共有ドライブを使用して Apps Script プロジェクトで共同作業を行う場合は、次の点に注意してください。

  1. 共有ドライブに対する編集者のアクセス権を持つ共同編集者は、新しいファイルを作成したり、共有ドライブに新しいファイルを移動したりできます。スクリプト編集者は、スクリプト プロジェクトの表示と編集、スクリプト コードの実行、新しいスクリプト バージョンの作成、アドオンの公開を行うことができます。
  2. スクリプトを Apps Script API のウェブアプリまたは実行可能ファイルとしてデプロイするには、デプロイを作成するアカウントが、スクリプトが存在する共有ドライブと同じドメインに属している必要があります。
  3. 共有ドライブを使用すると、共有ドライブ内の特定のファイルをグループ外の他のユーザーと共有し、それらのファイルに対する編集権限と閲覧権限を他のドライブ ファイルと同様に更新できます。ただし、ユーザーが共有ドライブが属するチームのメンバーである場合、特定のファイルに対するユーザーのアクセス権を減らすことはできません。たとえば、あるユーザーが共有ドライブに対する編集権限を持っている場合、その共有ドライブ内の特定のファイルに対する閲覧権限に変更することはできません。
  4. 共有ドライブへの完全アクセス権を持つ共同編集者は、ファイルや Apps Script プロジェクトの削除、共有ドライブからファイルを移動することもできます。
  5. すべてのコンテナにバインドされたスクリプトは、コンテナ ファイルに定義された同じ閲覧者と編集者のアクセス権リストを使用します。たとえば、Google スプレッドシートに対する編集権限がある場合は、添付された Apps Script プロジェクト コードに対する編集権限も付与されています。このようなコンテナ ファイルを共有ドライブに配置すると、共有ドライブの共同編集者には、コンテナ自体と同じスクリプト コードに対するアクセス権が付与されます。
  6. スクリプト プロジェクトが共有ドライブにある場合、Cloud Platform(GCP)プロジェクトへのアクセスが制限されることがあります。詳しくは、GCP プロジェクトと共有ドライブ ガイドをご覧ください。
  7. あるドメインにデプロイされているウェブアプリは、所有権が別のドメインの共有ドライブまたはアカウントに変更されると機能しなくなります。この問題を修正するには、スクリプトを元のドメインに戻します。
  8. 同様に、Apps Script API 実行可能ファイルとしてデプロイされているスクリプト プロジェクトは、共有ドライブを介してドメイン間で移動された場合、API によって呼び出されたときに機能しなくなります。この問題を修正するには、スクリプトを元のドメインに戻します。

共有フォルダで共同編集する

共有ドライブで共同編集できない場合は、代わりに共有フォルダを使用できます。他のユーザーがアクセスできる Google ドライブ フォルダに Apps Script プロジェクトを作成または移動すると、そのユーザーは、フォルダに対する同じ Apps Script プロジェクトへのアクセス権を継承します。次に例を示します。

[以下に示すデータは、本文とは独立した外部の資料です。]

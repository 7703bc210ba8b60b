//! Configuration management
//!
//! Extraction and formatting defaults, stored as TOML. The global file
//! lives at `~/.config/commit-corpus/config.toml`; an explicit path can be
//! passed on the command line instead. Every field has a default, so a
//! partial file is valid.

use std::fs;
use std::path::{Path, PathBuf};

use serde::{Deserialize, Serialize};

use crate::core::services::{DEFAULT_MAX_DIFF_LINES, TemplateFormat};
use crate::paths;

/// Top-level configuration
#[derive(Debug, Clone, Default, PartialEq, Eq, Serialize, Deserialize)]
pub struct Config {
    /// History extraction settings
    #[serde(default)]
    pub extract: ExtractConfig,
    /// Output formatting settings
    #[serde(default)]
    pub format: FormatConfig,
}

/// History extraction settings
#[derive(Debug, Clone, PartialEq, Eq, Serialize, Deserialize)]
pub struct ExtractConfig {
    /// Branch to read first; `master`, `develop` and `dev` are tried after it
    #[serde(default = "default_branch")]
    pub branch: String,
    /// Maximum commits to walk
    #[serde(default = "default_max_commits")]
    pub max_commits: usize,
    /// Line budget passed to the diff sanitizer
    #[serde(default = "default_max_diff_lines")]
    pub max_diff_lines: usize,
}

fn default_branch() -> String {
    "main".to_string()
}

const fn default_max_commits() -> usize {
    5000
}

const fn default_max_diff_lines() -> usize {
    DEFAULT_MAX_DIFF_LINES
}

impl Default for ExtractConfig {
    fn default() -> Self {
        Self {
            branch: default_branch(),
            max_commits: default_max_commits(),
            max_diff_lines: default_max_diff_lines(),
        }
    }
}

/// Output formatting settings
#[derive(Debug, Clone, Copy, Default, PartialEq, Eq, Serialize, Deserialize)]
pub struct FormatConfig {
    /// Training text template
    #[serde(default)]
    pub template: TemplateFormat,
}

impl Config {
    /// Get the global config file path
    #[must_use]
    pub fn config_path() -> PathBuf {
        paths::global_config()
    }

    /// Load the global config, or defaults if it is missing or unreadable
    #[must_use]
    pub fn load() -> Self {
        let path = Self::config_path();
        if !path.exists() {
            return Self::default();
        }

        match Self::load_from(&path) {
            Ok(config) => config,
            Err(err) => {
                log::warn!("Ignoring {}: {err}", path.display());
                Self::default()
            },
        }
    }

    /// Load config from an explicit path
    pub fn load_from(path: &Path) -> crate::Result<Self> {
        if !path.exists() {
            return Err(crate::Error::ConfigNotFound(path.to_path_buf()));
        }

        let content = fs::read_to_string(path)?;
        Self::parse(&content)
    }

    /// Parse config from TOML text
    pub fn parse(content: &str) -> crate::Result<Self> {
        Ok(toml::from_str(content)?)
    }

    /// Save config to a path, creating parent directories
    pub fn save_to(&self, path: &Path) -> crate::Result<()> {
        if let Some(parent) = path.parent() {
            fs::create_dir_all(parent)?;
        }

        let content = toml::to_string_pretty(self)?;
        fs::write(path, content)?;
        Ok(())
    }
}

  • フォルダの編集権限を持つユーザーは、Apps Script プロジェクトを編集または削除して、スクリプトを実行できます。
  • フォルダに対する閲覧権限しかないユーザーは、Apps Script プロジェクトを表示してスクリプトを実行できます。

プロジェクト共有によるコラボレーション

プロジェクトを共同編集するには、そのプロジェクトをすべての共同編集者と直接共有します。通常の Google ドライブ フォルダまたは共有ドライブにあるスクリプト プロジェクトを直接共有できます。この方法を使用する場合は、誰がスクリプトを所有し、維持するかを慎重に計画することをおすすめします。

スタンドアロン プロジェクトは Google ドライブにファイルとして表示され、他のファイルと同様に共有できます。詳細については、ファイルやフォルダを共有するをご覧ください。

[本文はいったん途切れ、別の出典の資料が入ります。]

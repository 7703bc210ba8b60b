//! Commit history port
//!
//! Defines where raw (diff, message) samples come from.

use crate::core::models::Sample;

/// A source of commit samples
///
/// Implementations read version-control history or a stored dataset.
#[cfg_attr(test, mockall::automock)]
pub trait CommitSource: Send + Sync {
    /// Short human-readable description for logs
    fn describe(&self) -> String;

    /// Load every sample the source yields
    fn samples(&self) -> crate::Result<Vec<Sample>>;
}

コンテナにバインドされたプロジェクトは、Google ドライブには表示されません。コンテナにバインドされたプロジェクトを共有するには、親コンテナ ファイルを共有します。たとえば、Google スプレッドシートのスプレッドシートにバインドされているスクリプトがある場合、そのユーザーをそのスプレッドシートの編集者にすることで、そのスクリプトの編集者にできます。コンテナにバインドされたプロジェクトは、コンテナ ファイルの閲覧者と編集者のアクセス権を継承します。

コンテナにバインドされたすべてのスクリプトは、コンテナ ファイルに定義された同じオーナー、閲覧者、編集者のアクセス権リストを使用します。コンテナのオーナーは、誰が作成したかに関係なく、新しいスクリプト プロジェクトの所有権を持ちます。

コラボレーションとプロジェクト リソース

リソースとは、プロジェクトに関連付けられるものの、コードの独立して存在するエンティティです。このセクションでは、プロジェクトでの共同作業がリソース(特に Cloud Platform プロジェクト、トリガー、ライブラリ、ユーザー プロパティ)に与える影響について説明します。

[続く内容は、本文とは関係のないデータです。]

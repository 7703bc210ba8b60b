//! Diff sanitizing
//!
//! Strips binary hunks and bounds the size of a diff before it is used as
//! model input. Everything here is a pure function of its input.

use std::collections::BTreeSet;

use super::diff_parser::{BINARY_FILES, DIFF_HEADER, is_change_line};

/// Line inserted where a long diff was cut
pub const TRUNCATION_MARKER: &str = "... (diff truncated due to length) ...";

/// Default line budget for [`clean_diff_content`]
pub const DEFAULT_MAX_DIFF_LINES: usize = 1000;

/// Default threshold for [`is_meaningful_diff`]
pub const DEFAULT_MIN_CHANGES: usize = 1;

const BINARY_PATCH: &str = "GIT binary patch";
const MAX_EXTENSION_CHARS: usize = 10;

#[derive(Debug, Clone, Copy, PartialEq, Eq)]
enum ScanState {
    Normal,
    SkippingBinary,
}

fn is_binary_marker(line: &str) -> bool {
    line.contains(BINARY_FILES) || line.contains(BINARY_PATCH)
}

/// Remove binary hunks, then truncate to at most `max_lines` lines
///
/// A binary marker line and everything after it is dropped until the next
/// `diff --git` header. If more than `max_lines` lines remain, the first and
/// last `max_lines / 2` lines are kept around a [`TRUNCATION_MARKER`] line.
///
/// ```
/// use commit_corpus::core::services::{clean_diff_content, TRUNCATION_MARKER};
///
/// let diff = "1\n2\n3\n4\n5\n6\n7\n8";
/// let cleaned = clean_diff_content(diff, 4);
/// assert_eq!(cleaned, format!("1\n2\n{TRUNCATION_MARKER}\n7\n8"));
/// ```
#[must_use]
pub fn clean_diff_content(diff_content: &str, max_lines: usize) -> String {
    let mut state = ScanState::Normal;
    let mut kept: Vec<&str> = Vec::new();

    for line in diff_content.split('\n') {
        if line.starts_with(DIFF_HEADER) {
            state = ScanState::Normal;
        } else if is_binary_marker(line) {
            state = ScanState::SkippingBinary;
            continue;
        }

        if state == ScanState::Normal {
            kept.push(line);
        }
    }

    if kept.len() > max_lines {
        let half = max_lines / 2;
        let mut truncated = Vec::with_capacity(2 * half + 1);
        truncated.extend_from_slice(&kept[..half]);
        truncated.push(TRUNCATION_MARKER);
        truncated.extend_from_slice(&kept[kept.len() - half..]);
        kept = truncated;
    }

    kept.join("\n")
}

/// Sorted, lowercase file extensions named on `diff --git` headers
///
/// Extensions of 10 or more characters are ignored.
#[must_use]
pub fn extract_file_types(diff_content: &str) -> Vec<String> {
    let mut file_types = BTreeSet::new();

    for line in diff_content.split('\n') {
        if !line.starts_with(DIFF_HEADER) {
            continue;
        }

        let parts: Vec<&str> = line.split_whitespace().collect();
        if parts.len() < 3 {
            continue;
        }

        let file_path = parts[parts.len() - 1];
        if !file_path.contains('.') {
            continue;
        }

        if let Some(ext) = file_path.rsplit('.').next() {
            let ext = ext.to_lowercase();
            if !ext.is_empty() && ext.chars().count() < MAX_EXTENSION_CHARS {
                file_types.insert(ext);
            }
        }
    }

    file_types.into_iter().collect()
}

/// Whether the diff has at least `min_changes` added or removed lines
///
/// Stops scanning as soon as the threshold is reached. Whitespace-only input
/// is never meaningful.
#[must_use]
pub fn is_meaningful_diff(diff_content: &str, min_changes: usize) -> bool {
    if diff_content.trim().is_empty() {
        return false;
    }

    let mut change_count = 0;
    for line in diff_content.split('\n') {
        if is_change_line(line) {
            change_count += 1;
            if change_count >= min_changes {
                return true;
            }
        }
    }

    false
}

コラボレーションと Google Cloud プロジェクト

すべての Apps Script プロジェクトには Google Cloud プロジェクトが関連付けられています。Google Cloud プロジェクトには、独自のオーナー、編集者、その他のロールがあります。これらのロールは、スクリプト プロジェクトにアクセスできるユーザーのセットとは異なる場合があります。

スクリプト プロジェクトをアドオンとして公開する場合は、標準の Google Cloud プロジェクトを使用する必要があります。標準の Google Cloud プロジェクトを使用するアプリケーションで共同作業を行う場合は、Google Cloud のオーナーとロールを構成して、すべての共同編集者に適切なレベルのアクセス権を付与することをおすすめします。これにより、オーナーが組織を離れ、プロジェクトのクラウド設定にアクセスできなくなる事態を回避できます。これはアドオンで特に重要です。

コラボレーションとトリガー

プロジェクトで共同作業を行うとき、作成したインストール可能なトリガーは、プロジェクトにアクセスできるユーザーと共有されません。すべての共同編集者に対して一貫したトリガー設定が必要な場合は、スクリプト サービスを使用して、実行時にプログラムでトリガーを作成できます。詳細については、プログラムによるトリガーの管理をご覧ください。

コラボレーションとライブラリ

プロジェクトの共同編集者は、プロジェクトに含まれるライブラリを使用できます。 ただし、インクルードされたライブラリに対する少なくとも読み取りレベルのアクセス権がないユーザーは、それらのライブラリを使用できません。その場合、スクリプトはエラーをスローします。ライブラリの詳細については、ライブラリの管理をご覧ください。

コラボレーションとユーザー プロパティ

ユーザー プロパティは、そのプロパティを作成したユーザーに固有のものです。つまり、プロジェクトの共同編集者は、あなたのユーザー プロパティを見たりアクセスしたりすることはできません。また、あなたはそのユーザーのプロパティを表示したりアクセスしたりすることはできません。プロジェクト固有のプロパティを共同編集者と共有する場合は、スクリプト プロパティを使用します。詳細については、プロパティ ガイドをご覧ください。